The problem you are having is your S number. The S number is the precision of the numbers after the decimal point, a sort of sub-set maximum on top of the P number. So a S precision of 2 means I can have .01 to .99, precision of 4 is .0001 to .9999 and so on. This in combination with P can lead to truncation if you don't account for the maximum digits. So although a conversion of the number 12345.12345 (P,S) = (6,3) should have the 3 decimal digits (12345.123), the maximum digits are 6 so you end up with (12345.1) In order to have an S number the P number must also be declared:
DECIMAL(P[,S])
In this way, due to the construction limits of P and S, P cannot be smaller than S and S not smaller than 0 (you cannot have 14 decimal places in a number which the maximum digits is only 5) :
P >= [S] >= 0
To solve your problem, when you do your CONVERT, declare how precise you need your decimal to be as, by default, the S value is set to 0 :
SELECT CONVERT(DECIMAL(18,6), 8.09)
Here are a few examples to show the precision, run them and see how they work:
SELECT CONVERT(DECIMAL(10,1) , 12.345678) --10 Maximum Digits, 1 Decimal Places (Expect round off)

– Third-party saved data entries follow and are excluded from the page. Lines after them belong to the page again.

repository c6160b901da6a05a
//! Upload of queued mutations to the remote document store.

pub mod remote;
pub mod translator;
pub mod wire;
pub mod worker;
//! Top-level configuration, loadable from JSON.

use std::path::Path;

use serde::{Deserialize, Serialize};
use thiserror::Error;

use crate::{runtime::handle::RuntimeConfig, sync::worker::SyncConfig};

#[derive(Debug, Error)]
pub enum ConfigError {
    #[error("reading config: {0}")]
    Io(#[from] std::io::Error),
    #[error("parsing config: {0}")]
    Parse(#[from] serde_json::Error),
}

/// Missing keys take their defaults, so `{}` is a valid config.
#[derive(Debug, Clone, PartialEq, Eq, Serialize, Deserialize)]
#[serde(default)]
pub struct FieldSyncConfig {
    pub runtime: RuntimeConfig,
    pub sync: SyncConfig,
    /// `EnvFilter` directives used when `RUST_LOG` is unset.
    pub log_filter: String,
}

impl Default for FieldSyncConfig {
    fn default() -> Self {
        Self {
            runtime: RuntimeConfig::default(),
            sync: SyncConfig::default(),
            log_filter: "info".to_string(),
        }
    }
}

impl FieldSyncConfig {
    pub fn from_json_str(text: &str) -> Result<Self, ConfigError> {
        Ok(serde_json::from_str(text)?)
    }

    pub fn from_file(path: impl AsRef<Path>) -> Result<Self, ConfigError> {
        let text = std::fs::read_to_string(path)?;
        Self::from_json_str(&text)
    }
}
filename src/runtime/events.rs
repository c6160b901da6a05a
//! Runtime event stream payloads.

use crate::types::{MutationId, SurveyId, SyncStatus};

/// Events emitted from the single-writer runtime loop.
#[derive(Debug, Clone, PartialEq, Eq)]
pub enum MutationEvent {
    /// A mutation was persisted with status PENDING.
    Created {
        /// Assigned id.
        id: MutationId,
        /// Owning survey.
        survey_id: SurveyId,
    },
    /// A mutation moved to a new status.
    StatusChanged {
        /// Mutation id.
        id: MutationId,
        /// New status.
        status: SyncStatus,
    },
    /// Interrupted IN_PROGRESS mutations went back to PENDING.
    Released {
        /// Owning survey.
        survey_id: SurveyId,
        /// Number of mutations released.
        count: usize,
    },
    /// Completed mutations were deleted.
    Purged {
        /// Owning survey.
        survey_id: SurveyId,
        /// Number of mutations deleted.
        removed: usize,
    },
    /// Number of PENDING and FAILED mutations after a write.
    PendingCount {
        /// Owning survey.
        survey_id: SurveyId,
        /// Mutations still waiting to sync.
        count: usize,
    },
}
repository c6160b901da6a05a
//! Single-writer async runtime and event stream APIs.

/// Event stream types emitted by the runtime.
pub mod events;
/// Handle and command loop implementation.
pub mod handle;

SELECT CONVERT(DECIMAL(18,3) , 12.2345) --18 Maximum Digits, 3 Decimal Places (Expect 3rd decimal round up)
SELECT CONVERT(DECIMAL(3,4) , 123.456789) --3 Maximum Digits, 4 Decimal Places (Expect 4th decimal round up, but get overflow error as P < S )
SELECT CONVERT(DECIMAL(18,6) , 8.09) --18 Maximum Digits, 6 Decimal Places (Expect no data change in precision)
I hope that helps you out, if possible always use decimal and specify a precision where you know there are bounds. It can be more efficient depending on the data and nature of the procedure.
This is a precision issue.
Because
convert(decimal,8.09) == 8
whereas
convert(float,8.09) == 8.09
decimal has a default precision of 18
float is float(53) (also a synonym for double) which has 15 digit precision
What are you actually trying to do? What is the context?